What is needed:
Please restate exactly what appears in the records below from the first line to the line where "let inst = unsafe" is, that line included.

Entries provided:
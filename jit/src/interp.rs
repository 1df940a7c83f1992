// interp.rs - Single-instruction RV64IM(C) interpreter
//
// Executes exactly the instruction at `state.pc` and reports where execution
// continues through `reenter_pc` / `exit_reason`, the same contract compiled
// blocks follow. Guest memory is accessed directly at its translated address.

use crate::addr::{self, GuestAddr};
use crate::decode::{self, Instruction, Opcode};
use crate::engine::Interpreter;
use crate::error::{Error, Result};
use crate::state::{ExecutionState, ExitReason};

#[derive(Debug, Default)]
pub struct Rv64Interpreter {
    /// Instructions executed so far
    pub retired: u64,
}

impl Rv64Interpreter {
    pub fn new() -> Self {
        Self::default()
    }
}

impl Interpreter for Rv64Interpreter {
    fn step(&mut self, state: &mut ExecutionState) -> Result<()> {
        // SAFETY: guest code is trusted; the engine only runs PCs the guest
        // reached, which lie in its mapped image.
        let inst = unsafe { decode::fetch(GuestAddr(state.pc)) };
        execute(state, &inst)?;
        self.retired += 1;
        Ok(())
    }
}

/// Execute one decoded instruction against `state`.
pub fn execute(state: &mut ExecutionState, inst: &Instruction) -> Result<()> {
    use Opcode::*;
    let pc = inst.addr;
    let next = inst.next_pc();
    let rs1 = state.x(inst.rs1);
    let rs2 = state.x(inst.rs2);
    let imm = inst.imm as u64;
    let ea = rs1.wrapping_add(imm);

    let value = match inst.opcode {
        LUI => inst.imm as u64,
        AUIPC => pc.wrapping_add(imm),

        JAL => {
            state.set_x(inst.rd, next);
            state.set_exit(ExitReason::DirectBranch, pc.wrapping_add(imm));
            return Ok(());
        }
        JALR => {
            let target = ea & !1;
            state.set_x(inst.rd, next);
            state.set_exit(ExitReason::IndirectBranch, target);
            return Ok(());
        }
        BEQ | BNE | BLT | BGE | BLTU | BGEU => {
            let taken = match inst.opcode {
                BEQ => rs1 == rs2,
                BNE => rs1 != rs2,
                BLT => (rs1 as i64) < (rs2 as i64),
                BGE => (rs1 as i64) >= (rs2 as i64),
                BLTU => rs1 < rs2,
                _ => rs1 >= rs2,
            };
            let target = if taken { pc.wrapping_add(imm) } else { next };
            state.set_exit(ExitReason::DirectBranch, target);
            return Ok(());
        }
        ECALL => {
            state.set_exit(ExitReason::SystemCall, next);
            return Ok(());
        }
        FENCE => {
            state.set_exit(ExitReason::Interp, next);
            return Ok(());
        }
        EBREAK | Unknown => {
            return Err(Error::Unsupported {
                pc,
                bits: inst.bits,
            })
        }

        // SAFETY (loads and stores): guest memory is unsandboxed; a wild
        // guest address faults the host process.
        LB => unsafe { addr::read::<i8>(GuestAddr(ea)) as i64 as u64 },
        LH => unsafe { addr::read::<i16>(GuestAddr(ea)) as i64 as u64 },
        LW => unsafe { addr::read::<i32>(GuestAddr(ea)) as i64 as u64 },
        LD => unsafe { addr::read::<u64>(GuestAddr(ea)) },
        LBU => unsafe { addr::read::<u8>(GuestAddr(ea)) as u64 },
        LHU => unsafe { addr::read::<u16>(GuestAddr(ea)) as u64 },
        LWU => unsafe { addr::read::<u32>(GuestAddr(ea)) as u64 },
        SB | SH | SW | SD => {
            unsafe {
                match inst.opcode {
                    SB => addr::write(GuestAddr(ea), rs2 as u8),
                    SH => addr::write(GuestAddr(ea), rs2 as u16),
                    SW => addr::write(GuestAddr(ea), rs2 as u32),
                    _ => addr::write(GuestAddr(ea), rs2),
                }
            }
            state.set_exit(ExitReason::Interp, next);
            return Ok(());
        }

        ADDI => rs1.wrapping_add(imm),
        SLTI => ((rs1 as i64) < inst.imm) as u64,
        SLTIU => (rs1 < imm) as u64,
        XORI => rs1 ^ imm,
        ORI => rs1 | imm,
        ANDI => rs1 & imm,
        SLLI => rs1 << (imm & 0x3f),
        SRLI => rs1 >> (imm & 0x3f),
        SRAI => ((rs1 as i64) >> (imm & 0x3f)) as u64,

        ADD => rs1.wrapping_add(rs2),
        SUB => rs1.wrapping_sub(rs2),
        SLL => rs1 << (rs2 & 0x3f),
        SLT => ((rs1 as i64) < (rs2 as i64)) as u64,
        SLTU => (rs1 < rs2) as u64,
        XOR => rs1 ^ rs2,
        SRL => rs1 >> (rs2 & 0x3f),
        SRA => ((rs1 as i64) >> (rs2 & 0x3f)) as u64,
        OR => rs1 | rs2,
        AND => rs1 & rs2,

        ADDIW => sext32(rs1.wrapping_add(imm) as u32),
        SLLIW => sext32((rs1 as u32) << (imm & 0x1f)),
        SRLIW => sext32((rs1 as u32) >> (imm & 0x1f)),
        SRAIW => ((rs1 as i32) >> (imm & 0x1f)) as i64 as u64,
        ADDW => sext32((rs1 as u32).wrapping_add(rs2 as u32)),
        SUBW => sext32((rs1 as u32).wrapping_sub(rs2 as u32)),
        SLLW => sext32((rs1 as u32) << (rs2 & 0x1f)),
        SRLW => sext32((rs1 as u32) >> (rs2 & 0x1f)),
        SRAW => ((rs1 as i32) >> (rs2 & 0x1f)) as i64 as u64,

        MUL => rs1.wrapping_mul(rs2),
        MULH => ((rs1 as i64 as i128 * rs2 as i64 as i128) >> 64) as u64,
        MULHSU => ((rs1 as i64 as i128).wrapping_mul(rs2 as i128) >> 64) as u64,
        MULHU => ((rs1 as u128 * rs2 as u128) >> 64) as u64,
        DIV => div(rs1 as i64, rs2 as i64) as u64,
        DIVU => rs1.checked_div(rs2).unwrap_or(u64::MAX),
        REM => rem(rs1 as i64, rs2 as i64) as u64,
        REMU => rs1.checked_rem(rs2).unwrap_or(rs1),
        MULW => sext32((rs1 as u32).wrapping_mul(rs2 as u32)),
        DIVW => div(rs1 as i32 as i64, rs2 as i32 as i64) as i32 as i64 as u64,
        DIVUW => sext32((rs1 as u32).checked_div(rs2 as u32).unwrap_or(u32::MAX)),
        REMW => rem(rs1 as i32 as i64, rs2 as i32 as i64) as i32 as i64 as u64,
        REMUW => sext32((rs1 as u32).checked_rem(rs2 as u32).unwrap_or(rs1 as u32)),
    };

    state.set_x(inst.rd, value);
    state.set_exit(ExitReason::Interp, next);
    Ok(())
}

fn sext32(v: u32) -> u64 {
    v as i32 as i64 as u64
}

/// Signed division with RISC-V semantics: x/0 = -1, MIN/-1 = MIN.
fn div(a: i64, b: i64) -> i64 {
    if b == 0 {
        -1
    } else {
        a.wrapping_div(b)
    }
}

/// Signed remainder with RISC-V semantics: x%0 = x, MIN%-1 = 0.
fn rem(a: i64, b: i64) -> i64 {
    if b == 0 {
        a
    } else {
        a.wrapping_rem(b)
    }
}

#[cfg(test)]
mod tests {
    use super::*;
    use crate::decode::decode;
    use crate::mmu::Mmu;
    use crate::state::GpReg;

    fn run(state: &mut ExecutionState, pc: u64, raw: u32) -> Result<()> {
        state.pc = pc;
        execute(state, &decode(pc, raw))
    }

    #[test]
    fn test_alu_sets_interp_exit() {
        let mut s = ExecutionState::new();
        // addi a0, zero, 42
        run(&mut s, 0x1000, 0x02a0_0513).unwrap();
        assert_eq!(s.get_gp_reg(GpReg::A0), 42);
        assert_eq!(s.exit_reason(), Ok(ExitReason::Interp));
        assert_eq!(s.reenter_pc, 0x1004);

        // c.li a0, 5 advances by two
        run(&mut s, 0x1004, 0x4515).unwrap();
        assert_eq!(s.get_gp_reg(GpReg::A0), 5);
        assert_eq!(s.reenter_pc, 0x1006);

        // addi zero, zero, 1 leaves x0 alone
        run(&mut s, 0x1006, 0x0010_0013).unwrap();
        assert_eq!(s.x(0), 0);
    }

    #[test]
    fn test_word_ops_sign_extend() {
        let mut s = ExecutionState::new();
        s.set_x(10, 0x7fff_ffff);
        // addiw a0, a0, 1
        run(&mut s, 0x1000, 0x0015_051b).unwrap();
        assert_eq!(s.x(10), 0xffff_ffff_8000_0000);
    }

    #[test]
    fn test_division_edge_cases() {
        assert_eq!(div(7, 0), -1);
        assert_eq!(div(i64::MIN, -1), i64::MIN);
        assert_eq!(rem(7, 0), 7);
        assert_eq!(rem(i64::MIN, -1), 0);

        let mut s = ExecutionState::new();
        s.set_x(10, 10);
        s.set_x(11, 0);
        // divu a2, a0, a1
        run(&mut s, 0x1000, 0x02b5_5633).unwrap();
        assert_eq!(s.x(12), u64::MAX);
    }

    #[test]
    fn test_branches() {
        let mut s = ExecutionState::new();
        s.set_x(10, 1);
        // bne a0, a1, +16 (taken)
        run(&mut s, 0x2000, 0x00b5_1863).unwrap();
        assert_eq!(s.exit_reason(), Ok(ExitReason::DirectBranch));
        assert_eq!(s.reenter_pc, 0x2010);

        s.set_x(11, 1);
        run(&mut s, 0x2000, 0x00b5_1863).unwrap();
        assert_eq!(s.reenter_pc, 0x2004);

        // jal ra, -8
        run(&mut s, 0x1010, 0xff9f_f0ef).unwrap();
        assert_eq!(s.reenter_pc, 0x1008);
        assert_eq!(s.x(1), 0x1014);

        // jalr zero, 0(ra)
        run(&mut s, 0x1008, 0x0000_8067).unwrap();
        assert_eq!(s.exit_reason(), Ok(ExitReason::IndirectBranch));
        assert_eq!(s.reenter_pc, 0x1014);
    }

    #[test]
    fn test_ecall_and_unsupported() {
        let mut s = ExecutionState::new();
        run(&mut s, 0x3000, 0x0000_0073).unwrap();
        assert_eq!(s.exit_reason(), Ok(ExitReason::SystemCall));
        assert_eq!(s.reenter_pc, 0x3004);

        let err = run(&mut s, 0x3004, 0x0030_2573).unwrap_err();
        assert!(matches!(
            err,
            Error::Unsupported {
                pc: 0x3004,
                bits: 0x0030_2573
            }
        ));
    }

    #[test]
    fn test_loads_and_stores() {
        let mut mmu = Mmu::at(GuestAddr(0x3000_0000));
        let buf = mmu.alloc(64).unwrap();

        let mut s = ExecutionState::new();
        s.set_x(10, buf.0);
        s.set_x(11, 0xffff_ffff_ffff_fff0);
        // sd a1, 8(a0)
        run(&mut s, 0x1000, 0x00b5_3423).unwrap();
        assert_eq!(mmu.read_u64(buf.offset(8)).unwrap(), 0xffff_ffff_ffff_fff0);

        // lw a2, 8(a0) sign extends; lbu a3, 8(a0) does not
        run(&mut s, 0x1004, 0x0085_2603).unwrap();
        assert_eq!(s.x(12), 0xffff_ffff_ffff_fff0);
        run(&mut s, 0x1008, 0x0085_4683).unwrap();
        assert_eq!(s.x(13), 0xf0);
    }

    #[test]
    fn test_step_fetches_from_guest_memory() {
        let mut mmu = Mmu::at(GuestAddr(0x3010_0000));
        let code = mmu.alloc(16).unwrap();
        mmu.write(code, &0x02a0_0513u32.to_le_bytes()).unwrap();

        let mut s = ExecutionState::new();
        s.pc = code.0;
        let mut interp = Rv64Interpreter::new();
        interp.step(&mut s).unwrap();
        assert_eq!(s.x(10), 42);
        assert_eq!(s.reenter_pc, code.0 + 4);
        assert_eq!(interp.retired, 1);
    }
}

Result for this exercise:
filename jit/src/interp.rs
repository 1df940a7c83f1992
// interp.rs - Single-instruction RV64IM(C) interpreter
//
// Executes exactly the instruction at `state.pc` and reports where execution
// continues through `reenter_pc` / `exit_reason`, the same contract compiled
// blocks follow. Guest memory is accessed directly at its translated address.

use crate::addr::{self, GuestAddr};
use crate::decode::{self, Instruction, Opcode};
use crate::engine::Interpreter;
use crate::error::{Error, Result};
use crate::state::{ExecutionState, ExitReason};

#[derive(Debug, Default)]
pub struct Rv64Interpreter {
    /// Instructions executed so far
    pub retired: u64,
}

impl Rv64Interpreter {
    pub fn new() -> Self {
        Self::default()
    }
}

impl Interpreter for Rv64Interpreter {
    fn step(&mut self, state: &mut ExecutionState) -> Result<()> {
        // SAFETY: guest code is trusted; the engine only runs PCs the guest
        // reached, which lie in its mapped image.
        let inst = unsafe { decode::fetch(GuestAddr(state.pc)) };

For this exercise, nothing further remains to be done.